La velada transcurría de forma sosegada; cada trago y cada bocado me la iban haciendo más amena, quizá porque el estómago siempre me ha dominado, quizá porque la boca llena me impedía hablar. Cuando apuré la botella de tinto, me percaté de que hacía un buen rato que no entraba ninguna sierva con una fuente, plato o jarra de agua para ella. Al parecer las había despedido sin que yo me hubiese dado cuenta. Con el vientre lleno y el calor alcohólico adherido a mi piel, supe que no iba a negarme a sus caprichos.

—Decidme, Cebrián —me preguntó—, ¿cuándo pensáis partir hacia Lugo?

—Pues veréis, es probable que me decida a salir mañana.

—¿Mañana? ¿Tan pronto? Si apenas habéis estado un día en la villa... ¿Tanto os ha defraudado?

—Mentiría si os dijese que no. Pero lo principal es que soy un hombre inquieto, no me gusta permanecer demasiado en un mismo sitio.

—Espero que sean ésas vuestras verdaderas razones —dijo, bajando los ojos con malicia seductora—. Así, pues, parece que éste va a ser nuestro último encuentro, y no me habíais dicho nada...

—Perdonadme, señora.

—Vais a permitidme que os despida como a un buen amigo, con un licor que guarda mi tío para las grandes ocasiones —Inés se levantó, tomó una frasca de barro que había al otro lado de la mesa y con dedicación llenó dos copas de fino cristal de aguardiente de cerezas, entregándome la primera—. Brindemos por vuestro viaje.

—A vuestra salud, doña Inés.

El licor entraba bien, dulce sin resultar empalagoso, coceaba un poco al llegar al estómago; me hizo sudar. Ella se lo bebió de pie, como si tal cosa, aunque enseguida subieron los colores a sus mejillas. Se sentó en mis rodillas, rodeándome el cuello con sus brazos.

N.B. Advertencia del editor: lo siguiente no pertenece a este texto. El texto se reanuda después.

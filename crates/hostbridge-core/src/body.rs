//! Canonical message bodies.
//!
//! Bodies are either empty, fully buffered, or a pull-based stream of
//! [`Bytes`] chunks. Streamed bodies are the only place the canonical
//! model touches I/O; everything push-shaped on the host side is turned
//! into this pull contract by the adapter's stream bridge, so handlers
//! and plugins never see raw callbacks.
//!
//! Request bodies are read at most once. [`BodySlot`] enforces that: the
//! second take fails loudly instead of silently yielding empty data.

use std::future::Future;
use std::pin::Pin;
use std::sync::Mutex;

use bytes::{Bytes, BytesMut};

use crate::error::{AdapterError, AdapterResult, StreamBridgeError};

/// Boxed future alias for chunk reads.
pub type ChunkFuture<'a> =
    Pin<Box<dyn Future<Output = Option<Result<Bytes, StreamBridgeError>>> + Send + 'a>>;

/// A pull-based byte source: call [`next_chunk`], get a chunk, an error,
/// or end-of-stream (`None`), which is delivered exactly once.
///
/// [`next_chunk`]: ChunkSource::next_chunk
pub trait ChunkSource: Send {
    fn next_chunk(&mut self) -> ChunkFuture<'_>;
}

/// The canonical pull end of a body stream.
pub struct BodyReader {
    source: Box<dyn ChunkSource>,
}

impl BodyReader {
    pub fn new(source: impl ChunkSource + 'static) -> Self {
        BodyReader {
            source: Box::new(source),
        }
    }

    /// Read the next chunk. `None` means the stream completed.
    pub async fn next_chunk(&mut self) -> Option<Result<Bytes, StreamBridgeError>> {
        self.source.next_chunk().await
    }
}

impl std::fmt::Debug for BodyReader {
    fn fmt(&self, f: &mut std::fmt::Formatter<'_>) -> std::fmt::Result {
        f.debug_struct("BodyReader").finish_non_exhaustive()
    }
}

/// A fixed sequence of chunks exposed through the pull contract.
///
/// Used by tests and by hosts that already hold the whole body.
pub struct IterSource {
    chunks: std::vec::IntoIter<Bytes>,
}

impl IterSource {
    pub fn new(chunks: Vec<Bytes>) -> Self {
        IterSource {
            chunks: chunks.into_iter(),
        }
    }
}

impl ChunkSource for IterSource {
    fn next_chunk(&mut self) -> ChunkFuture<'_> {
        let next = self.chunks.next();
        Box::pin(async move { next.map(Ok) })
    }
}

/// A canonical message body.
#[derive(Debug, Default)]
pub enum Body {
    /// No body at all.
    #[default]
    Empty,
    /// Fully buffered body.
    Full(Bytes),
    /// Streamed body, pulled one chunk at a time.
    Stream(BodyReader),
}

impl Body {
    pub fn is_empty(&self) -> bool {
        matches!(self, Body::Empty) || matches!(self, Body::Full(b) if b.is_empty())
    }

    /// Drain the body into one contiguous buffer.
    pub async fn collect(self) -> Result<Bytes, StreamBridgeError> {
        match self {
            Body::Empty => Ok(Bytes::new()),
            Body::Full(bytes) => Ok(bytes),
            Body::Stream(mut reader) => {
                let mut buf = BytesMut::new();
                while let Some(chunk) = reader.next_chunk().await {
                    buf.extend_from_slice(&chunk?);
                }
                Ok(buf.freeze())
            }
        }
    }
}

impl From<Bytes> for Body {
    fn from(bytes: Bytes) -> Self {
        if bytes.is_empty() {
            Body::Empty
        } else {
            Body::Full(bytes)
        }
    }
}

impl From<Vec<u8>> for Body {
    fn from(bytes: Vec<u8>) -> Self {
        Bytes::from(bytes).into()
    }
}

impl From<&'static str> for Body {
    fn from(text: &'static str) -> Self {
        Bytes::from_static(text.as_bytes()).into()
    }
}

impl From<String> for Body {
    fn from(text: String) -> Self {
        Bytes::from(text).into()
    }
}

impl From<BodyReader> for Body {
    fn from(reader: BodyReader) -> Self {
        Body::Stream(reader)
    }
}

/// Single-consumption wrapper around a request body.
///
/// The slot can be taken exactly once; the consumption flag is the only
/// mutable state a canonical request carries besides its annotations.
#[derive(Debug)]
pub struct BodySlot {
    inner: Mutex<Option<Body>>,
}

impl BodySlot {
    pub fn new(body: Body) -> Self {
        BodySlot {
            inner: Mutex::new(Some(body)),
        }
    }

    /// Take the body out. Fails with [`AdapterError::BodyAlreadyConsumed`]
    /// on the second call.
    pub fn take(&self) -> AdapterResult<Body> {
        self.inner
            .lock()
            .expect("body slot lock")
            .take()
            .ok_or(AdapterError::BodyAlreadyConsumed)
    }

    pub fn is_consumed(&self) -> bool {
        self.inner.lock().expect("body slot lock").is_none()
    }
}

—No os defendisteis de Roldán —susurró mientras acariciaba con la yema de su dedo índice las marcas de mi cara—. Estoy segura de que podíais haberle hecho mucho daño de haber querido. Sois muy fuerte.

—Él pensaba que estaba cumpliendo con su deber.

—Muy piadoso os veo... —rió.

—Yo en cambio os noto desbocada. Deberíais pensar en qué dirán de vos vuestros siervos y los vecinos; tened en consideración el nombre de vuestro tío el conde...

—Que no os preocupe eso, mi tío está curado de espantos y yo también. Además, la gente de esta casa me aprecia mucho y son de toda confianza. ¿Qué os ocurre, fray Cebrián? ¿Os preocupa Roldán?

—No.

—¿Entonces...? ¿Os aflige el amor? —inquirió burlona.

—Ah, querida, los amores pasionales se deshacen tan rápida y violentamente como surgen.

—Pues no perdamos más tiempo, vayamos juntos al lecho para despedirnos. Mañana puede acabarse el mundo, pero esta noche es para nosotros dos.

Nos besamos abotagados por la pasión. Todo en mi interior giraba, se retorcía, ardía, se transformaba en una gran víscera febril que se agitaba convulsivamente. La llevé en brazos hasta una cámara que no era la suya a juzgar por lo suntuoso del dormitorio. Aparté de un puntapié las cortinas y una banqueta, y deposité a la mujer en el lecho, la desnudé a tirones, arrojando al suelo los desgarrones del vestido, las almohadas de plumas, la colcha de tapiz de oriente. Estaba fuera de mí. Ella parecía divertida, ignorante del peligro que corría en mis manos en semejante estado. Se tumbó sobre las sábanas, desnuda, como la bestia más bella que jamás hubiesen contemplado mis ojos. Crujió la tarima de tablas ensambladas cuando me recibió sin ropa. El colchón de plumas nos envolvió mientras copulábamos como animales, echándonos fuego en las entrañas.